De nuevo el presidente tomó la palabra:
—Veo claramente que no quieren colaborar con esta labor social que mi Gobierno quiere poner en marcha. Me gustaría recordarles que podemos denegar la visa de entrada y bloquear así su labor, cosa que no ocurrirá si voluntariamente colaboran. Pero, amigo Gaspar, déjeme recordarle que el trabajo de sus pajes y camellos puede ser considerado abuso laboral y maltrato animal, y eso conlleva una multa gordísima que se ahorrarán si nos pasan la lista de regalos para incluirla en el IRPF, como ya hacen los bancos, por ejemplo.
Fue entonces cuando Baltasar, con gesto muy serio, miro a sus colegas y guiñándoles un ojo pidió al moderador un receso para hablar entre ellos.
A la vuelta del receso fue el mismo Baltasar quien, dirigiéndose al presidente, le dijo:
—Señor presidente, aceptamos su ley. A partir de estas Navidades recibirán en el Ministerio de Hacienda completa información de nuestros regalos. La única condición que usted debe aceptar es que, si va a aplicar un impuesto, se cobren todos los conceptos sin excepción y a un precio justo.
El público que asistía al debate exclamó un “¡oh!” de sorpresa y asombro ante tal información.
El presidente expresó su satisfacción por haber conseguido su objetivo, que sin lugar a dudas agradecerían los ciudadanos.
- Y por supuesto que lo cobraremos todo —concluyó.
El moderador cerró el debate y yo me fui a la cama con la extraña sensación de que aquellas Navidades serían distintas.
Y vaya si lo fueron.
Tanto Papá Noel como los Reyes Magos dejaban en cada regalo una nota que decía:
“Por orden del Gobierno, esto será declarado a Hacienda junto a todo lo demás que recibas en Navidad”.
La gente hacía números para saber cuánto subiría su factura ese año en la declaración de la renta.

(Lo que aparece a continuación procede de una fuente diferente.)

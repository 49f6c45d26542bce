//! Configuration schema definitions.

use std::collections::HashMap;
use std::fmt;
use std::path::PathBuf;

use serde::{Deserialize, Serialize};
use serde_json::{Map, Value};

/// Root configuration structure.
#[derive(Debug, Clone, Serialize, Deserialize, Default)]
pub struct TemperConfig {
    #[serde(default)]
    pub logging: LoggingConfig,

    #[serde(default)]
    pub watch: WatchConfig,

    /// The plugin map: `name`, `name:alias`, `~name` or `group:alias` keys.
    #[serde(default)]
    pub plugins: Map<String, Value>,
}

// =============================================================================
// Logging
// =============================================================================

#[derive(Debug, Clone, Copy, PartialEq, Eq, Serialize, Deserialize, Default)]
#[serde(rename_all = "lowercase")]
pub enum LogLevel {
    Trace,
    Debug,
    #[default]
    Info,
    Warn,
    Error,
}

impl LogLevel {
    pub fn as_str(&self) -> &'static str {
        match self {
            Self::Trace => "trace",
            Self::Debug => "debug",
            Self::Info => "info",
            Self::Warn => "warn",
            Self::Error => "error",
        }
    }

    pub fn to_tracing_level(self) -> tracing::Level {
        match self {
            Self::Trace => tracing::Level::TRACE,
            Self::Debug => tracing::Level::DEBUG,
            Self::Info => tracing::Level::INFO,
            Self::Warn => tracing::Level::WARN,
            Self::Error => tracing::Level::ERROR,
        }
    }
}

impl fmt::Display for LogLevel {
    fn fmt(&self, f: &mut fmt::Formatter<'_>) -> fmt::Result {
        f.write_str(self.as_str())
    }
}

#[derive(Debug, Clone, Copy, PartialEq, Eq, Serialize, Deserialize, Default)]
#[serde(rename_all = "lowercase")]
pub enum LogFormat {
    #[default]
    Compact,
    Full,
    Pretty,
    #[cfg(feature = "json-log")]
    Json,
}

#[derive(Debug, Clone, Copy, PartialEq, Eq, Serialize, Deserialize, Default)]
#[serde(rename_all = "lowercase")]
pub enum LogOutput {
    #[default]
    Stdout,
    Stderr,
    File,
}

/// Which span lifecycle events are logged.
#[derive(Debug, Clone, Default, Serialize, Deserialize)]
#[serde(default)]
pub struct SpanEventConfig {
    pub new: bool,
    pub enter: bool,
    pub exit: bool,
    pub close: bool,
}

#[derive(Debug, Clone, Default, Serialize, Deserialize)]
#[serde(default)]
pub struct LoggingConfig {
    pub level: LogLevel,
    pub format: LogFormat,
    pub output: LogOutput,
    pub span_events: SpanEventConfig,
    pub thread_ids: bool,
    /// Show file and line of each event.
    pub file_location: bool,
    /// Required when `output = "file"`.
    pub file_path: Option<PathBuf>,
    /// Per-target levels, e.g. `temper_core = "debug"`.
    pub filters: HashMap<String, LogLevel>,
}

// =============================================================================
// Watch
// =============================================================================

/// File watching and hot reload settings.
#[derive(Debug, Clone, Serialize, Deserialize)]
#[serde(default)]
pub struct WatchConfig {
    pub enabled: bool,
    /// Directory that is watched and whose modules may be hot-swapped.
    pub root: PathBuf,
    /// Globs, relative to `root`, whose changes are ignored.
    pub ignored: Vec<String>,
    pub debounce_ms: u64,
    /// Entry and config files. Changing one requires a restart.
    pub entry: Vec<PathBuf>,
    /// Globs, relative to `root`, of modules that are never hot-swapped.
    pub no_reload: Vec<String>,
}

impl Default for WatchConfig {
    fn default() -> Self {
        Self {
            enabled: true,
            root: PathBuf::from("."),
            ignored: vec![
                ".git/*".to_string(),
                "target/*".to_string(),
                "*.swp".to_string(),
                "*~".to_string(),
            ],
            debounce_ms: 100,
            entry: Vec::new(),
            no_reload: Vec::new(),
        }
    }
}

Algunos protestaban ante aquello, otros se planteaban ,acabar con los regalos de navidad.
A Hacienda, a partir del 6 de enero, empezaron a llegar sacos llenos de facturas de cada objeto, a los que se les habían sumado los gastos de manipulación y transporte correspondientes. Aquello produjo el colapso de los servicios administrativos encargados de manejarlos, pero el verdadero problema se les planteó al tratar de valorar conceptos como la visita de los nietos, un perdón a tiempo, el amor de un hijo que vuelve a casa, la llamada de un amigo entrañable, el recuerdo de los seres ausentes.
Los funcionarios preguntaban constantemente cómo valorar aquello; los algoritmos se bloquearon ,el superordenador explotó tratando de calcular el valor de un abrazo de mas de diez segundos entre un abuelo y su nieta. Finalmente la administración se paralizó.

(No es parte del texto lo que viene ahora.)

impl PluginLoader {
    pub fn new(modules: Arc<ModuleCache>) -> Self {
        Self {
            modules,
            group: Plugin::object(Group),
            entries: Mutex::new(BTreeMap::new()),
        }
    }

    /// Loads `map` into `ctx`, replacing whatever was loaded before.
    pub async fn apply(&self, ctx: &Context, map: &Map<String, Value>) -> RuntimeResult<()> {
        let mut entries = self.entries.lock().await;
        for entry in std::mem::take(&mut *entries).into_values() {
            unload_entry(&entry).await;
        }
        info!(entries = map.len(), "Loading plugin map");
        self.reconcile(ctx, &mut entries, map).await
    }

    /// Brings the loaded tree in line with `map`, touching only what changed.
    pub async fn update(&self, ctx: &Context, map: &Map<String, Value>) -> RuntimeResult<()> {
        let mut entries = self.entries.lock().await;
        debug!("Updating plugin map");
        self.reconcile(ctx, &mut entries, map).await
    }

    /// Disposes every entry. Returns how many top-level entries there were.
    pub async fn unload_all(&self) -> usize {
        let entries = std::mem::take(&mut *self.entries.lock().await);
        let count = entries.len();
        for entry in entries.into_values() {
            unload_entry(&entry).await;
        }
        count
    }

    /// Ids of the loaded entries, nested ones as `group:alias/name`.
    pub async fn loaded(&self) -> Vec<String> {
        fn walk(prefix: &str, entries: &BTreeMap<String, EntryState>, out: &mut Vec<String>) {
            for (id, entry) in entries {
                let path = format!("{prefix}{id}");
                if let Some(nested) = &entry.group {
                    walk(&format!("{path}/"), &nested.entries, out);
                }
                out.push(path);
            }
        }

        let entries = self.entries.lock().await;
        let mut out = Vec::new();
        walk("", &entries, &mut out);
        out.sort();
        out
    }

    fn reconcile<'a>(
        &'a self,
        ctx: &'a Context,
        entries: &'a mut BTreeMap<String, EntryState>,
        map: &'a Map<String, Value>,
    ) -> BoxFuture<'a, RuntimeResult<()>> {
        async move {
            let mut wanted = BTreeMap::new();
            for (raw, value) in map {
                let key = parse_key(raw)?;
                if key.disabled {
                    continue;
                }
                let (config, options) = split_options(raw, value)?;
                wanted.insert(key.id(), (key, config, options));
            }

            let stale: Vec<String> = entries
                .keys()
                .filter(|id| !wanted.contains_key(*id))
                .cloned()
                .collect();
            for id in stale {
                if let Some(entry) = entries.remove(&id) {
                    debug!(entry = %id, "Unloading entry");
                    unload_entry(&entry).await;
                }
            }

            for (id, (key, config, options)) in wanted {
                match entries.remove(&id) {
                    Some(mut entry)
                        if entry.options == options
                            && (entry.group.is_some() || entry.config == config) =>
                    {
                        if let (Some(nested), Value::Object(children)) = (&mut entry.group, &config)
                        {
                            self.reconcile(&nested.scope, &mut nested.entries, children)
                                .await?;
                        }
                        entry.config = config;
                        entries.insert(id, entry);
                    }
                    Some(previous) => {
                        debug!(entry = %id, "Entry changed, forking again");
                        unload_entry(&previous).await;
                        let Some(entry) = self.load_entry(ctx, key, config, options).await? else {
                            continue;
                        };
                        if previous.options.isolate != entry.options.isolate {
                            let changed = ctx
                                .registry()
                                .reconcile_isolation(previous.context.mapping(), &entry.context);
                            debug!(entry = %id, services = ?changed, "Isolation changed");
                        }
                        entries.insert(id, entry);
                    }
                    None => {
                        if let Some(entry) = self.load_entry(ctx, key, config, options).await? {
                            entries.insert(id, entry);
                        }
                    }
                }
            }
            Ok(())
        }
        .boxed()
    }

    /// Forks one entry. A plugin that cannot be resolved is logged and skipped.
    async fn load_entry(
        &self,
        ctx: &Context,
        key: EntryKey,
        config: Value,
        options: EntryOptions,
    ) -> RuntimeResult<Option<EntryState>> {
        let context = if options.isolate.is_empty() {
            ctx.extend()
        } else {
            ctx.extend().isolate(&options.isolate)
        };

        if key.name == GROUP {
            let Value::Object(children) = &config else {
                let reason = "a group must contain a plugin map";
                return Err(ConfigError::invalid_entry(key.id(), reason).into());
            };
            let children = children.clone();
            let fork = context
                .plugin_as(self.group.clone(), config.clone(), key.alias.clone())
                .await?;
            let Some(scope) = fork.context() else {
                return Ok(None);
            };

            let mut nested = BTreeMap::new();
            self.reconcile(&scope, &mut nested, &children).await?;
            return Ok(Some(EntryState {
                key,
                config,
                options,
                context,
                group: Some(Nested {
                    scope,
                    entries: nested,
                }),
            }));
        }

        let plugin = match self.modules.require_plugin(&key.name) {
            Ok((_, plugin)) => plugin,
            Err(e) => {
                error!(plugin = %key.name, error = %e, "Failed to load plugin");
                return Ok(None);
            }
        };
        context
            .plugin_as(plugin, config.clone(), key.alias.clone())
            .await?;

        Ok(Some(EntryState {
            key,
            config,
            options,
            context,
            group: None,
        }))
    }
}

Unas semanas después, el Ejecutivo sacó una nota de prensa donde comunicaba que, por razones técnicas, quedaba suspendida la ley de reasignación de los regalos de Navidad.
Desde entonces, nada más se ha sabido de aquello, pero cada Navidad llega a mi casa un modesto regalo, siempre acompañado de una hoja en blanco con olor a incienso. Nadie la firma, pero yo sé bien que es un recordatorio: hay cosas que solo existen mientras nadie intenta poseerlas, medirlas o cobrar impuestos por ellas.